▸ **TASK OBJECTIVE**: For the entries below, print exactly the lines between the line holding "in document order." and the line holding "terms at every level.", inclusive, and nothing else.

▸ **SUPPLIED MATERIAL**:
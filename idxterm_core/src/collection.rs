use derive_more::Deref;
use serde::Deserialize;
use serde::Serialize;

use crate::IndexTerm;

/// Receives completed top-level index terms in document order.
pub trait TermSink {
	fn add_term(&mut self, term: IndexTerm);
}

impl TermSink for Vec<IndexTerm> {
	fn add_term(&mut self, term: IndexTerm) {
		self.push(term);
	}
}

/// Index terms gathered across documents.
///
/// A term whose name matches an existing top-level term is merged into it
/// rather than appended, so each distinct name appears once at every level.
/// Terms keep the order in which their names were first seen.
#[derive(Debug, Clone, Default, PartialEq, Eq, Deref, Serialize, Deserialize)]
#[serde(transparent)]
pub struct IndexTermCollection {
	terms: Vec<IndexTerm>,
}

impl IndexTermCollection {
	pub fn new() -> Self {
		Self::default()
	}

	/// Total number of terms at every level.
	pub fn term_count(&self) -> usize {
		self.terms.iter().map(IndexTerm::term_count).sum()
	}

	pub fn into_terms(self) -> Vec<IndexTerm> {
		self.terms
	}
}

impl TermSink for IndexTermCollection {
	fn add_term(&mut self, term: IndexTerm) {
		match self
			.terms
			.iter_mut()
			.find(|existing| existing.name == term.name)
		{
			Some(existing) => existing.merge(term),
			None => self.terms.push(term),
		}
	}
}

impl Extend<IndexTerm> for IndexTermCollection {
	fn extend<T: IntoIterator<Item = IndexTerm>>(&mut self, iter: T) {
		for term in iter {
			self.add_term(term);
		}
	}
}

---

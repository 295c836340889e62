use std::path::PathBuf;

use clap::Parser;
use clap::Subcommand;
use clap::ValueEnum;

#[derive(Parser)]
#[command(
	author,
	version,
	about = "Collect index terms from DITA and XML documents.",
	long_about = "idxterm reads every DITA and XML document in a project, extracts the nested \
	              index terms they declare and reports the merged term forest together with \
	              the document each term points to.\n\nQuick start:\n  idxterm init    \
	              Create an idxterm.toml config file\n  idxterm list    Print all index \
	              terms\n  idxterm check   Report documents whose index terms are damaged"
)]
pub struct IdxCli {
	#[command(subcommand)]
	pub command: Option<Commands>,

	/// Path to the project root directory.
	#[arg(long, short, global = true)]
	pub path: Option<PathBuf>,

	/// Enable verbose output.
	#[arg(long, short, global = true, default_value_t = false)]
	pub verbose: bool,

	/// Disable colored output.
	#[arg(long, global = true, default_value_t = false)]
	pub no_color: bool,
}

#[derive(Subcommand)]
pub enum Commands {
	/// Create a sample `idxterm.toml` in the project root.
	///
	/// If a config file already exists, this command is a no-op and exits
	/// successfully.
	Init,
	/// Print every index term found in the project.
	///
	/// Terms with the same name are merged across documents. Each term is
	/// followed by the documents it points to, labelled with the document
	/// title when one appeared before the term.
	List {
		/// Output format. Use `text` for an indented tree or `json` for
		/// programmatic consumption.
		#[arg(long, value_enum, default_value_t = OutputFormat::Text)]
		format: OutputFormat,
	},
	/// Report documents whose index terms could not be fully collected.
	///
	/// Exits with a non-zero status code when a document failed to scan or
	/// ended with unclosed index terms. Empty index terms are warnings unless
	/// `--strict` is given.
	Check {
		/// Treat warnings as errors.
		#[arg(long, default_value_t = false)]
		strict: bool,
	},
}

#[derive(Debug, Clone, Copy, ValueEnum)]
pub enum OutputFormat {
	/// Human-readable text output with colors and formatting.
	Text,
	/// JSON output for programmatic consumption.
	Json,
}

* * *

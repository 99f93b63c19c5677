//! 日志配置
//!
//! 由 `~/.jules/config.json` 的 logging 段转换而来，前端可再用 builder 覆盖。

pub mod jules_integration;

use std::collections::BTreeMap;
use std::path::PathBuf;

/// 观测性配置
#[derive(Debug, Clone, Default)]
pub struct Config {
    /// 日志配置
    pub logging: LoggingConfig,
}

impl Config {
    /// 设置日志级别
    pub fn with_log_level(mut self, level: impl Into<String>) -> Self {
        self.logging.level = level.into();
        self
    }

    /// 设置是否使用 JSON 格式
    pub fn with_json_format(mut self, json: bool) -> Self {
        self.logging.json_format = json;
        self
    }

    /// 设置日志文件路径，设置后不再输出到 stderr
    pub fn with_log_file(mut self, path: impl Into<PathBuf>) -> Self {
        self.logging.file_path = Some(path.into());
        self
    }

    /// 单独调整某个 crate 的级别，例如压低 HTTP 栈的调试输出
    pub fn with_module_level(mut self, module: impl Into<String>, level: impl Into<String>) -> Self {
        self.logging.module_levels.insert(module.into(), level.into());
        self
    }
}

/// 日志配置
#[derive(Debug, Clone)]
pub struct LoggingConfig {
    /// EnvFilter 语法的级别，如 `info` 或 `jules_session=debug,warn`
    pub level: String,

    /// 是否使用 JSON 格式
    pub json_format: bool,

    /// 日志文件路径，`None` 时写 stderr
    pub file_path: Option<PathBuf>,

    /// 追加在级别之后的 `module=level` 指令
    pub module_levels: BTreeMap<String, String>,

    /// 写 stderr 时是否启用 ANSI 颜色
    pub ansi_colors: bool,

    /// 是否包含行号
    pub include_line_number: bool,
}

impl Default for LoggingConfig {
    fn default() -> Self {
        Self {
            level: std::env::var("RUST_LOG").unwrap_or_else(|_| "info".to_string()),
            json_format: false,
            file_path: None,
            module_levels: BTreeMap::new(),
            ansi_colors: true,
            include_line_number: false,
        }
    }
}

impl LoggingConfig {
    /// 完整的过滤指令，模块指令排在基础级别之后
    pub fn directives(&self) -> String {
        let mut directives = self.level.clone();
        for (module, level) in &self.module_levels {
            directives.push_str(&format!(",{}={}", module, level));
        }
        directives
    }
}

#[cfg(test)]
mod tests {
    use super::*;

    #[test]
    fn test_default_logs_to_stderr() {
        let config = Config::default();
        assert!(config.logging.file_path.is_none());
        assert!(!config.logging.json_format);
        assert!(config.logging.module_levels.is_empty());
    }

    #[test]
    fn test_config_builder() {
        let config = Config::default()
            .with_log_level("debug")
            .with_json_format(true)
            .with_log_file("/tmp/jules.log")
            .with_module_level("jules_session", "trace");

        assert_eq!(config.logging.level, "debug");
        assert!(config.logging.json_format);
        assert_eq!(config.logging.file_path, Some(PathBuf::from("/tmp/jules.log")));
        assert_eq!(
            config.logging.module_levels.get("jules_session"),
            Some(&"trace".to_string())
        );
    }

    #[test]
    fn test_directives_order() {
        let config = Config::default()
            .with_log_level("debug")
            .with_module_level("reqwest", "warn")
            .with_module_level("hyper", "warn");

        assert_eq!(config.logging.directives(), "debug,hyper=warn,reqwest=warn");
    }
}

▸ **EXERCISE SOLUTION**:
/// Receives completed top-level index terms in document order.
pub trait TermSink {
	fn add_term(&mut self, term: IndexTerm);
}

impl TermSink for Vec<IndexTerm> {
	fn add_term(&mut self, term: IndexTerm) {
		self.push(term);
	}
}

/// Index terms gathered across documents.
///
/// A term whose name matches an existing top-level term is merged into it
/// rather than appended, so each distinct name appears once at every level.
/// Terms keep the order in which their names were first seen.
#[derive(Debug, Clone, Default, PartialEq, Eq, Deref, Serialize, Deserialize)]
#[serde(transparent)]
pub struct IndexTermCollection {
	terms: Vec<IndexTerm>,
}

impl IndexTermCollection {
	pub fn new() -> Self {
		Self::default()
	}

	/// Total number of terms at every level.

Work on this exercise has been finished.